[ASSIGNMENT] Type again, exactly, the lines below from the start through the line that includes "displayed by the UI.".

--- LISTED ENTRIES ---

use std::{
    cell::RefCell,
    fmt::{Debug, Formatter},
    rc::Rc,
};

use crate::{
    config::ApiEndpoints,
    controller::SessionController,
    error::SessionError,
    executor::{AuthorizedRequestExecutor, RequestError},
    identity::IdentityClient,
    response::ApiMessage,
    state::{RefreshOutcome, SessionState},
    transport::HttpTransport,
};

pub const PUBLIC_RESOURCE: &str = "public";
pub const PROTECTED_RESOURCE: &str = "protected";

/// Result of the last fetch of one resource, as displayed by the UI.
#[derive(Debug, Clone, Default, PartialEq, Eq)]
pub enum Panel {
    #[default]
    NotRequested,
    Loaded(String),
    Failed(RequestError),
}

impl Panel {
    /// Text to show for this panel. `label` names the resource, e.g. "protected".
    pub fn display_text(&self, label: &str) -> String {
        match self {
            Panel::NotRequested => String::new(),
            Panel::Loaded(message) => message.clone(),
            Panel::Failed(RequestError::NotAuthenticated) => {
                "Not authenticated or token is missing".to_owned()
            }
            Panel::Failed(_) => format!("Failed to fetch {label} data"),
        }
    }
}

/// Everything the UI renders from.
#[derive(Debug, Clone, Default, PartialEq, Eq)]
pub struct PublishedState {
    pub state: SessionState,
    pub last_error: Option<SessionError>,
    pub public_data: Panel,
    pub protected_data: Panel,
}

#[derive(Debug, Clone, Default)]
struct Panels {
    public_data: Panel,
    protected_data: Panel,
}

type Listener = Rc<dyn Fn(&PublishedState)>;

/// Publishes session state and fetched data, and offers the commands the UI can trigger.
///
/// Cheap to clone. All clones share the same session and panels.
pub struct SessionApp<I: IdentityClient, T: HttpTransport> {
    controller: SessionController<I>,
    executor: AuthorizedRequestExecutor<I, T>,
    transport: Rc<T>,
    panels: Rc<RefCell<Panels>>,
    listeners: Rc<RefCell<Vec<Listener>>>,
}

impl<I: IdentityClient, T: HttpTransport> Clone for SessionApp<I, T> {
    fn clone(&self) -> Self {
        Self {
            controller: self.controller.clone(),
            executor: self.executor.clone(),
            transport: Rc::clone(&self.transport),
            panels: Rc::clone(&self.panels),
            listeners: Rc::clone(&self.listeners),
        }
    }
}

impl<I: IdentityClient, T: HttpTransport> Debug for SessionApp<I, T> {
    fn fmt(&self, f: &mut Formatter<'_>) -> std::fmt::Result {
        f.debug_struct("SessionApp")
            .field("published", &self.published())
            .finish_non_exhaustive()
    }
}

impl<I: IdentityClient, T: HttpTransport> SessionApp<I, T> {
    pub fn new(controller: SessionController<I>, transport: T, endpoints: ApiEndpoints) -> Self {
        let transport = Rc::new(transport);
        let executor =
            AuthorizedRequestExecutor::new(controller.clone(), Rc::clone(&transport), endpoints);
        let panels = Rc::new(RefCell::new(Panels::default()));
        let listeners: Rc<RefCell<Vec<Listener>>> = Rc::new(RefCell::new(Vec::new()));

        {
            let panels = Rc::clone(&panels);
            let listeners = Rc::clone(&listeners);
            controller.subscribe(move |snapshot| {
                let panels = panels.borrow().clone();
                publish(
                    &listeners,
                    &PublishedState {
                        state: snapshot.state,
                        last_error: snapshot.last_error.clone(),
                        public_data: panels.public_data,
                        protected_data: panels.protected_data,
                    },
                );
            });
        }

        Self {
            controller,
            executor,
            transport,
            panels,
            listeners,
        }
    }

    pub fn controller(&self) -> &SessionController<I> {
        &self.controller
    }

    pub fn executor(&self) -> &AuthorizedRequestExecutor<I, T> {
        &self.executor
    }

    pub fn published(&self) -> PublishedState {
        let snapshot = self.controller.snapshot();
        let panels = self.panels.borrow().clone();
        PublishedState {
            state: snapshot.state,
            last_error: snapshot.last_error,
            public_data: panels.public_data,
            protected_data: panels.protected_data,
        }
    }

    /// Register a listener called with the full published state whenever any part of it changes.
    pub fn subscribe(&self, listener: impl Fn(&PublishedState) + 'static) {
        self.listeners.borrow_mut().push(Rc::new(listener));
    }

    /// See [`SessionController::initialize`].
    pub async fn initialize(&self) -> Result<SessionState, SessionError> {
        self.controller.initialize().await
    }

    /// See [`SessionController::login`].
    pub async fn login(&self) -> Result<(), SessionError> {
        self.controller.login().await
    }

    /// See [`SessionController::logout`].
    pub async fn logout(&self) {
        self.controller.logout().await;
    }

    /// See [`SessionController::refresh_if_expiring`].
    pub async fn refresh_if_expiring(&self) -> Option<RefreshOutcome> {
        self.controller.refresh_if_expiring().await
    }

    /// Fetches the public resource. No token is sent and the session state is not consulted.
    pub async fn fetch_public(&self) -> Panel {
        let result = match self.executor.endpoints().resolve(PUBLIC_RESOURCE) {
            Ok(url) => self
                .transport
                .get(&url, None)
                .await
                .map_err(|source| RequestError::RequestFailed { source }),
            Err(source) => Err(RequestError::InvalidResource {
                resource_id: PUBLIC_RESOURCE.to_owned(),
                source,
            }),
        };
        let panel = to_panel(PUBLIC_RESOURCE, result);
        self.panels.borrow_mut().public_data = panel.clone();
        publish(&self.listeners, &self.published());
        panel
    }

    /// Fetches the protected resource through the [`AuthorizedRequestExecutor`].
    pub async fn fetch_protected(&self) -> Panel {
        let result = self.executor.execute(PROTECTED_RESOURCE).await;
        let panel = to_panel(PROTECTED_RESOURCE, result);
        self.panels.borrow_mut().protected_data = panel.clone();
        publish(&self.listeners, &self.published());
        panel
    }
}

fn to_panel(label: &str, result: Result<serde_json::Value, RequestError>) -> Panel {
    let result = result.and_then(|payload| {
        ApiMessage::from_payload(payload).map_err(|err| RequestError::InvalidPayload {
            reason: err.to_string(),
        })
    });
    match result {
        Ok(ApiMessage { message }) => Panel::Loaded(message),
        Err(err) => {
            tracing::error!(?err, "Error fetching {label} data");
            Panel::Failed(err)
        }
    }
}

fn publish(listeners: &RefCell<Vec<Listener>>, published: &PublishedState) {
    let listeners = listeners.borrow().clone();
    for listener in listeners {
        listener(published);
    }
}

---

[EXERCISE RESPONSE]
use std::{
    cell::RefCell,
    fmt::{Debug, Formatter},
    rc::Rc,
};

use crate::{
    config::ApiEndpoints,
    controller::SessionController,
    error::SessionError,
    executor::{AuthorizedRequestExecutor, RequestError},
    identity::IdentityClient,
    response::ApiMessage,
    state::{RefreshOutcome, SessionState},
    transport::HttpTransport,
};

pub const PUBLIC_RESOURCE: &str = "public";
pub const PROTECTED_RESOURCE: &str = "protected";

/// Result of the last fetch of one resource, as displayed by the UI.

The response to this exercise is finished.